ACTION ITEM: Treat the line containing "use crate::artifact::ArtifactError;" as the last one, and return every line exactly from the first line of the material below up to it.

___ SUPPLIED RECORDS ___

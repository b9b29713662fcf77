//! Types for pipeline stages.
//!
//! This module defines the error type shared by all stages, the stage
//! identifiers used in logs, and the reports each stage produces.

use std::fmt;
use std::path::PathBuf;

use serde::Serialize;
use thiserror::Error;

use crate::artifact::ArtifactError;
use crate::process::ProcessError;
use crate::util::hash::ContentHash;

/// Errors that abort a bootstrap run.
///
/// Every variant is fatal: the pipeline stops at the first one and a re-run
/// starts over from the beginning.
#[derive(Debug, Error)]
pub enum BootstrapError {
  /// An external command failed.
  #[error(transparent)]
  Process(#[from] ProcessError),

  /// An artifact is missing or could not be read, promoted or removed.
  #[error(transparent)]
  Artifact(#[from] ArtifactError),

  /// Interpreted output differs from the expected text.
  #[error(
    "self-test `{case}` of {program} failed\n  expected: {expected:?}\n  actual:   {actual:?}\n{diff}"
  )]
  SelfTestMismatch {
    case: String,
    program: String,
    expected: String,
    actual: String,
    diff: String,
  },

  /// The second and third self-compilations differ.
  #[error(
    "{binary} is not idempotent: {second} ({second_digest}) differs from {third} ({third_digest})"
  )]
  IdempotenceViolation {
    binary: String,
    second: PathBuf,
    third: PathBuf,
    second_digest: ContentHash,
    third_digest: ContentHash,
  },

  /// The fixpoint stage needs a regenerated prelude.
  #[error("prelude {0} has not been generated; run the full bootstrap first")]
  MissingPrelude(PathBuf),

  /// The toolchain binary is not where it should be.
  #[error("toolchain binary not found at {0}")]
  ToolchainMissing(PathBuf),
}

/// Outcome of one stage: its product, or the reason the run is over.
pub type StageOutcome<T> = Result<T, BootstrapError>;

/// Pipeline stages in execution order.
#[derive(Debug, Clone, Copy, PartialEq, Eq, Serialize)]
#[serde(rename_all = "kebab-case")]
pub enum Stage {
  NativeBuild,
  PreludeGeneration,
  SelfTestSource,
  Fixpoint,
  SelfTestPrebuilt,
  Auxiliary,
}

impl fmt::Display for Stage {
  fn fmt(&self, f: &mut fmt::Formatter<'_>) -> fmt::Result {
    let name = match self {
      Stage::NativeBuild => "native build",
      Stage::PreludeGeneration => "prelude generation",
      Stage::SelfTestSource => "macro-expander self-test (source)",
      Stage::Fixpoint => "fixpoint verification",
      Stage::SelfTestPrebuilt => "macro-expander self-test (prebuilt)",
      Stage::Auxiliary => "auxiliary compilation",
    };
    f.write_str(name)
  }
}

/// How the self-test drives the macro expander.
#[derive(Debug, Clone, Copy, PartialEq, Eq, Serialize)]
#[serde(rename_all = "kebab-case")]
pub enum SelfTestMode {
  /// `run` the expander from source.
  Source,
  /// `interpret` the promoted expander artifact.
  Prebuilt,
}

impl SelfTestMode {
  pub fn stage(self) -> Stage {
    match self {
      SelfTestMode::Source => Stage::SelfTestSource,
      SelfTestMode::Prebuilt => Stage::SelfTestPrebuilt,
    }
  }
}

#[derive(Debug, Clone, Serialize)]
pub struct SelfTestReport {
  pub mode: SelfTestMode,
  /// Names of the cases that passed.
  pub passed: Vec<String>,
}

/// An artifact path with its digest at the time it was checked.
#[derive(Debug, Clone, PartialEq, Eq, Serialize)]
pub struct ArtifactDigest {
  pub path: PathBuf,
  pub digest: ContentHash,
}

#[derive(Debug, Clone, Serialize)]
pub struct FixpointReport {
  /// Compiled by the native toolchain.
  pub stage1: ArtifactDigest,
  /// Compiled by stage 1.
  pub stage2: ArtifactDigest,
  /// Compiled by stage 2; identical to stage 2.
  pub stage3: ArtifactDigest,
  /// Informational only; the native and self-hosted compilers may differ.
  pub stage1_matches_stage2: bool,
  /// Canonical path now holding the stage 3 bytes.
  pub promoted: PathBuf,
}

/// Summary of a complete bootstrap run.
#[derive(Debug, Clone, Serialize)]
pub struct PipelineReport {
  pub toolchain: PathBuf,
  pub prelude: PathBuf,
  pub self_tests: Vec<SelfTestReport>,
  pub fixpoint: FixpointReport,
  pub auxiliaries: Vec<PathBuf>,
}
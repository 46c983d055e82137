//! Supabase auth endpoints as the remote session layer.
//!
//! This service is best-effort by contract: transport problems come back
//! as `SoftFailure` so the session manager can log and keep going, while
//! a definite rejection from the service is a `HardFailure`.

use crate::client::summarize_response_body;
use async_trait::async_trait;
use chrono::{DateTime, Duration, Utc};
use hub_session::{
    AuthError, ListenerId, RemoteEventListener, RemoteOutcome, RemoteSession, RemoteSessionEvent,
    RemoteSessionService,
};
use serde::Deserialize;
use std::collections::HashMap;
use std::sync::atomic::{AtomicU64, Ordering};
use std::sync::Mutex;
use tracing::{debug, warn};

#[derive(Debug, Deserialize)]
struct AuthUser {
    id: String,
    email: Option<String>,
}

#[derive(Debug, Deserialize)]
struct TokenResponse {
    access_token: String,
    expires_in: i64,
    user: AuthUser,
}

#[derive(Debug, Clone)]
struct TokenState {
    access_token: String,
    user_id: String,
    expires_at: DateTime<Utc>,
}

impl TokenState {
    fn is_expired(&self) -> bool {
        Utc::now() >= self.expires_at
    }
}

/// Supabase auth client implementing the remote session service.
pub struct SupabaseAuth {
    http_client: reqwest::Client,
    api_url: String,
    publishable_key: String,
    token: Mutex<Option<TokenState>>,
    listeners: Mutex<HashMap<ListenerId, RemoteEventListener>>,
    next_listener_id: AtomicU64,
}

impl SupabaseAuth {
    /// Create a new auth client.
    pub fn new(api_url: impl Into<String>, publishable_key: impl Into<String>) -> Self {
        Self {
            http_client: reqwest::Client::new(),
            api_url: api_url.into(),
            publishable_key: publishable_key.into(),
            token: Mutex::new(None),
            listeners: Mutex::new(HashMap::new()),
            next_listener_id: AtomicU64::new(1),
        }
    }

    /// Create an auth client from the loaded configuration.
    pub fn from_config(config: &hub_config::Config) -> Self {
        Self::new(&config.supabase_url, &config.supabase_publishable_key)
    }

    fn auth_url(&self, endpoint: &str) -> String {
        format!("{}/auth/v1/{}", self.api_url, endpoint)
    }

    fn emit(&self, event: RemoteSessionEvent) {
        for listener in self.listeners.lock().unwrap().values() {
            listener(event.clone());
        }
    }

    fn clear_token(&self) {
        *self.token.lock().unwrap() = None;
    }
}

#[async_trait]
impl RemoteSessionService for SupabaseAuth {
    async fn active_session(&self) -> RemoteOutcome<Option<RemoteSession>> {
        let token = {
            let guard = self.token.lock().unwrap();
            match guard.as_ref() {
                Some(token) if !token.is_expired() => token.clone(),
                Some(_) => {
                    drop(guard);
                    debug!("Held access token expired");
                    self.clear_token();
                    return RemoteOutcome::Ok(None);
                }
                None => return RemoteOutcome::Ok(None),
            }
        };

        debug!(user_id = %token.user_id, "Validating held session");
        let response = match self
            .http_client
            .get(self.auth_url("user"))
            .header("apikey", &self.publishable_key)
            .header("Authorization", format!("Bearer {}", token.access_token))
            .send()
            .await
        {
            Ok(response) => response,
            Err(e) => return RemoteOutcome::SoftFailure(e.to_string()),
        };

        if response.status() == reqwest::StatusCode::UNAUTHORIZED {
            debug!("Access token no longer valid");
            self.clear_token();
            return RemoteOutcome::Ok(None);
        }
        if !response.status().is_success() {
            let status = response.status();
            let body = response.text().await.unwrap_or_default();
            let body_summary = summarize_response_body(&body);
            warn!(status = %status, body_summary = %body_summary, "Session check failed");
            return RemoteOutcome::HardFailure(AuthError::Remote(format!(
                "Session check failed: {} ({})",
                status, body_summary
            )));
        }

        match response.json::<AuthUser>().await {
            Ok(user) => RemoteOutcome::Ok(Some(RemoteSession {
                user_id: user.id,
                email: user.email,
            })),
            Err(e) => RemoteOutcome::HardFailure(AuthError::Remote(e.to_string())),
        }
    }

    async fn sign_in_with_password(&self, email: &str, password: &str) -> RemoteOutcome<()> {
        let response = match self
            .http_client
            .post(format!("{}?grant_type=password", self.auth_url("token")))
            .header("apikey", &self.publishable_key)
            .header("Content-Type", "application/json")
            .json(&serde_json::json!({ "email": email, "password": password }))
            .send()
            .await
        {
            Ok(response) => response,
            Err(e) => return RemoteOutcome::SoftFailure(e.to_string()),
        };

        if !response.status().is_success() {
            let status = response.status();
            let body = response.text().await.unwrap_or_default();
            let body_summary = summarize_response_body(&body);
            warn!(status = %status, body_summary = %body_summary, "Remote sign-in rejected");
            return RemoteOutcome::HardFailure(AuthError::Remote(format!(
                "Remote sign-in rejected: {} ({})",
                status, body_summary
            )));
        }

        let token: TokenResponse = match response.json().await {
            Ok(token) => token,
            Err(e) => return RemoteOutcome::HardFailure(AuthError::Remote(e.to_string())),
        };

        let user_id = token.user.id.clone();
        *self.token.lock().unwrap() = Some(TokenState {
            access_token: token.access_token,
            user_id: user_id.clone(),
            expires_at: Utc::now() + Duration::seconds(token.expires_in),
        });

        debug!(%user_id, "Remote session established");
        self.emit(RemoteSessionEvent::SignedIn { user_id });
        RemoteOutcome::Ok(())
    }

    async fn sign_out(&self) -> RemoteOutcome<()> {
        let token = self.token.lock().unwrap().take();
        let Some(token) = token else {
            return RemoteOutcome::Ok(());
        };

        // The local session is gone regardless of what the endpoint says.
        self.emit(RemoteSessionEvent::SignedOut);

        let response = match self
            .http_client
            .post(self.auth_url("logout"))
            .header("apikey", &self.publishable_key)
            .header("Authorization", format!("Bearer {}", token.access_token))
            .send()
            .await
        {
            Ok(response) => response,
            Err(e) => return RemoteOutcome::SoftFailure(e.to_string()),
        };

        if !response.status().is_success() {
            let status = response.status();
            let body = response.text().await.unwrap_or_default();
            let body_summary = summarize_response_body(&body);
            warn!(status = %status, body_summary = %body_summary, "Remote sign-out rejected");
            return RemoteOutcome::HardFailure(AuthError::Remote(format!(
                "Remote sign-out rejected: {} ({})",
                status, body_summary
            )));
        }

        debug!("Remote session torn down");
        RemoteOutcome::Ok(())
    }

    fn subscribe(&self, listener: RemoteEventListener) -> ListenerId {
        let id = self.next_listener_id.fetch_add(1, Ordering::SeqCst);
        self.listeners.lock().unwrap().insert(id, listener);
        id
    }

    fn unsubscribe(&self, id: ListenerId) {
        self.listeners.lock().unwrap().remove(&id);
    }
}
//! Supabase REST API client for the user directory.
//!
//! The `users` table is the authority for credentials and profiles.
//! Lookups are exact-match filters with `limit=1`; row bodies are never
//! logged, only a length/digest summary.

use async_trait::async_trait;
use hub_config::Config;
use hub_session::{AuthError, AuthResult, CredentialStore};
use hub_types::UserRecord;
use std::collections::hash_map::DefaultHasher;
use std::hash::{Hash, Hasher};

const USER_COLUMNS: &str = "id,name,email,password,role,department,position,avatar_url";

pub(crate) fn summarize_response_body(body: &str) -> String {
    let mut hasher = DefaultHasher::new();
    body.hash(&mut hasher);
    format!("len={},digest={:016x}", body.len(), hasher.finish())
}

/// Supabase REST API client for user directory operations.
#[derive(Clone)]
pub struct SupabaseDirectory {
    http_client: reqwest::Client,
    api_url: String,
    publishable_key: String,
}

impl SupabaseDirectory {
    /// Create a new directory client.
    ///
    /// # Arguments
    /// * `api_url` - The Supabase project API URL (e.g., `https://xyz.supabase.co`)
    /// * `publishable_key` - The Supabase publishable API key
    pub fn new(api_url: impl Into<String>, publishable_key: impl Into<String>) -> Self {
        Self {
            http_client: reqwest::Client::new(),
            api_url: api_url.into(),
            publishable_key: publishable_key.into(),
        }
    }

    /// Create a directory client from the loaded configuration.
    pub fn from_config(config: &Config) -> Self {
        Self::new(&config.supabase_url, &config.supabase_publishable_key)
    }

    /// Build the REST API URL for a table.
    fn rest_url(&self, table: &str) -> String {
        format!("{}/rest/v1/{}", self.api_url, table)
    }

    async fn fetch_one(&self, filter: &str) -> AuthResult<Option<UserRecord>> {
        let url = format!(
            "{}?{}&select={}&limit=1",
            self.rest_url("users"),
            filter,
            USER_COLUMNS
        );

        let response = self
            .http_client
            .get(&url)
            .header("apikey", &self.publishable_key)
            .header(
                "Authorization",
                format!("Bearer {}", self.publishable_key),
            )
            .header("Accept", "application/json")
            .send()
            .await
            .map_err(|e| AuthError::Directory(e.to_string()))?;

        if !response.status().is_success() {
            let status = response.status();
            let body = response.text().await.unwrap_or_default();
            let body_summary = summarize_response_body(&body);
            tracing::error!(status = %status, body_summary = %body_summary, "Failed to fetch user");
            return Err(AuthError::Directory(format!(
                "Failed to fetch user: {} ({})",
                status, body_summary
            )));
        }

        let users: Vec<UserRecord> = response
            .json()
            .await
            .map_err(|e| AuthError::Directory(e.to_string()))?;
        Ok(users.into_iter().next())
    }

    /// Insert a user record, merging on email conflicts.
    pub async fn create_user(&self, record: &UserRecord) -> AuthResult<()> {
        let url = format!("{}?on_conflict=email", self.rest_url("users"));

        tracing::debug!(user_id = %record.id, "Creating user in Supabase");

        let response = self
            .http_client
            .post(&url)
            .header("apikey", &self.publishable_key)
            .header(
                "Authorization",
                format!("Bearer {}", self.publishable_key),
            )
            .header("Content-Type", "application/json")
            .header("Prefer", "resolution=merge-duplicates")
            .json(record)
            .send()
            .await
            .map_err(|e| AuthError::Directory(e.to_string()))?;

        if !response.status().is_success() {
            let status = response.status();
            let body = response.text().await.unwrap_or_default();
            let body_summary = summarize_response_body(&body);
            tracing::error!(status = %status, body_summary = %body_summary, "Failed to create user");
            return Err(AuthError::Directory(format!(
                "Failed to create user: {} ({})",
                status, body_summary
            )));
        }

        tracing::info!(user_id = %record.id, "User registered in Supabase");
        Ok(())
    }
}

#[async_trait]
impl CredentialStore for SupabaseDirectory {
    async fn find_by_email(&self, email: &str) -> AuthResult<Option<UserRecord>> {
        tracing::debug!("Looking up user by email");
        self.fetch_one(&format!("email=eq.{}", email)).await
    }

    async fn find_by_id(&self, id: &str) -> AuthResult<Option<UserRecord>> {
        tracing::debug!(user_id = %id, "Looking up user by id");
        self.fetch_one(&format!("id=eq.{}", id)).await
    }
}
//! Collaborator traits for the session manager.
//!
//! Both collaborators are best-effort at the seams: the directory is
//! authoritative for profiles and credentials, while the remote session
//! service is an availability layer whose failures are tagged rather
//! than thrown.

use crate::error::{AuthError, AuthResult};
use async_trait::async_trait;
use hub_types::UserRecord;

/// An authenticated session held by the remote session service.
#[derive(Debug, Clone, PartialEq, Eq)]
pub struct RemoteSession {
    /// Identifier of the user the session belongs to.
    pub user_id: String,
    /// Email associated with the session, when the service reports one.
    pub email: Option<String>,
}

/// Events pushed by the remote session service.
#[derive(Debug, Clone, PartialEq, Eq)]
pub enum RemoteSessionEvent {
    /// A session was established, possibly on another device.
    SignedIn { user_id: String },
    /// The session was revoked or signed out elsewhere.
    SignedOut,
}

/// Outcome of a best-effort remote operation.
///
/// `SoftFailure` covers degraded conditions the caller logs and moves
/// past (network down, service unreachable). `HardFailure` is a definite
/// answer from the service that the caller may need to act on.
#[derive(Debug)]
pub enum RemoteOutcome<T> {
    Ok(T),
    SoftFailure(String),
    HardFailure(AuthError),
}

impl<T> RemoteOutcome<T> {
    /// Returns true if the operation completed.
    pub fn is_ok(&self) -> bool {
        matches!(self, RemoteOutcome::Ok(_))
    }
}

/// Callback invoked for each pushed remote session event.
pub type RemoteEventListener = Box<dyn Fn(RemoteSessionEvent) + Send + Sync>;

/// Handle identifying a registered event listener.
pub type ListenerId = u64;

/// Read access to the user directory.
///
/// Lookups fail with [`AuthError::Directory`] on transport or backend
/// errors; an absent user is `Ok(None)`, never an error.
#[async_trait]
pub trait CredentialStore: Send + Sync {
    /// Find a user record by exact email.
    async fn find_by_email(&self, email: &str) -> AuthResult<Option<UserRecord>>;

    /// Find a user record by identifier.
    async fn find_by_id(&self, id: &str) -> AuthResult<Option<UserRecord>>;
}

/// The remote session layer.
///
/// Every async operation returns a [`RemoteOutcome`] so the session
/// manager can distinguish "service degraded" from "service said no".
#[async_trait]
pub trait RemoteSessionService: Send + Sync {
    /// Query the currently active remote session, if any.
    async fn active_session(&self) -> RemoteOutcome<Option<RemoteSession>>;

    /// Establish a remote session for the given credentials.
    async fn sign_in_with_password(&self, email: &str, password: &str) -> RemoteOutcome<()>;

    /// Tear down the current remote session.
    async fn sign_out(&self) -> RemoteOutcome<()>;

    /// Register a listener for pushed session events.
    fn subscribe(&self, listener: RemoteEventListener) -> ListenerId;

    /// Remove a previously registered listener.
    fn unsubscribe(&self, id: ListenerId);
}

___

EXERCISE RESPONSE:
repository b9b29713662fcf77
//! Types for pipeline stages.
//!
//! This module defines the error type shared by all stages, the stage
//! identifiers used in logs, and the reports each stage produces.

use std::fmt;
use std::path::PathBuf;

use serde::Serialize;
use thiserror::Error;

use crate::artifact::ArtifactError;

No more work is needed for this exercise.